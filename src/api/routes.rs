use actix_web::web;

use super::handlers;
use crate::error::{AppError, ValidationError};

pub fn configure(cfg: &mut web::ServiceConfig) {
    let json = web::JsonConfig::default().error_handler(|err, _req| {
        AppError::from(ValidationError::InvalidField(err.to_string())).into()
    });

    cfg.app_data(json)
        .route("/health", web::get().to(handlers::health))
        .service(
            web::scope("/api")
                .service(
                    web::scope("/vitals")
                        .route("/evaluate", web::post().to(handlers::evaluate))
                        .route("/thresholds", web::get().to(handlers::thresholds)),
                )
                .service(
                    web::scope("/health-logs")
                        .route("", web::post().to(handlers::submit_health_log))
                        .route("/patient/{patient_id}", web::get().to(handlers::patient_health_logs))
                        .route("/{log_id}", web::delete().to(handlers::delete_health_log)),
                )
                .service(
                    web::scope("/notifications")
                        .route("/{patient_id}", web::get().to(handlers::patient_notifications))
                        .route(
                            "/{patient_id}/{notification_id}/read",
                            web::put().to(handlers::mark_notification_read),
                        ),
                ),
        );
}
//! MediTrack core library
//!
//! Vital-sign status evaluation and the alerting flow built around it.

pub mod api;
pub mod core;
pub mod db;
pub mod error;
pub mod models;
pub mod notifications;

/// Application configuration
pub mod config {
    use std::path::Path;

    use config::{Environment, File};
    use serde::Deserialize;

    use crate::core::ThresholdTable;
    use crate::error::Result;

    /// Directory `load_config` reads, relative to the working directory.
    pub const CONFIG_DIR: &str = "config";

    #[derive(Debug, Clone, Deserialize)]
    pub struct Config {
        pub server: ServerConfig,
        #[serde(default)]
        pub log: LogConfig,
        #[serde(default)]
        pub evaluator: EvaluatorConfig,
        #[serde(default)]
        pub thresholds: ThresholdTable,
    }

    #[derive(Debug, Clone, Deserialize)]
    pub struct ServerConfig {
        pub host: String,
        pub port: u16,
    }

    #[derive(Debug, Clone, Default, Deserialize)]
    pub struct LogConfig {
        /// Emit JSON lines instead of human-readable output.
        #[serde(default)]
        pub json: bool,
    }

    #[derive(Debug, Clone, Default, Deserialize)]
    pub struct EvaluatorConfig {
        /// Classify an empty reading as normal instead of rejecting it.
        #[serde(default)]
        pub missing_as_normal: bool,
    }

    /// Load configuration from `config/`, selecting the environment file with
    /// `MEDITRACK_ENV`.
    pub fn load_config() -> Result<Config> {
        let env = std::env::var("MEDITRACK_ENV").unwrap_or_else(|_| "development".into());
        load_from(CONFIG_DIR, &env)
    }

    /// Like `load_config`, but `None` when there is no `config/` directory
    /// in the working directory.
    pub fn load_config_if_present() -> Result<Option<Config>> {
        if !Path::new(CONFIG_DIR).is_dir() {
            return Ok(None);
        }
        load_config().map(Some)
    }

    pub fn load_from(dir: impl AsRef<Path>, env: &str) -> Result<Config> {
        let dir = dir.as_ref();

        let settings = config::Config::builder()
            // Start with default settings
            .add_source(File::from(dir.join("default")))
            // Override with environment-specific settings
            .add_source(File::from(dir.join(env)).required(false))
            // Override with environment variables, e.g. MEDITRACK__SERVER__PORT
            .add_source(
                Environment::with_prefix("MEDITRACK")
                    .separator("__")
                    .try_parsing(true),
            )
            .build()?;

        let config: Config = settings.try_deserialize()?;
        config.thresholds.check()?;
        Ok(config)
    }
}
* * *
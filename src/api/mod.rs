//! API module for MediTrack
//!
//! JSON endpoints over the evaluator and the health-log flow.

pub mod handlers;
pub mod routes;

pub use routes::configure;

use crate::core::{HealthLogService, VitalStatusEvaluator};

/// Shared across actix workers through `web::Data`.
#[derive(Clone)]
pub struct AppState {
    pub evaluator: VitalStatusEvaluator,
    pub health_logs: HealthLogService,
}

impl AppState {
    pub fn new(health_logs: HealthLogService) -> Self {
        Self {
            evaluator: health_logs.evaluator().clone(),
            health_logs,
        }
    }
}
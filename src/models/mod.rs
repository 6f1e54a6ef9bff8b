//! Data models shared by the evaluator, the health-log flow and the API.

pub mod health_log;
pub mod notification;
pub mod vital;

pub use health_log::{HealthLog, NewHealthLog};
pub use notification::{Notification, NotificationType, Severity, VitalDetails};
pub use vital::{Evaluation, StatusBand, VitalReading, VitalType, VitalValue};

### The task:
The lines that mention the word "EvaluatorConfig" should be pulled from the records above.

### Result for this exercise:
        pub evaluator: EvaluatorConfig,
    pub struct EvaluatorConfig {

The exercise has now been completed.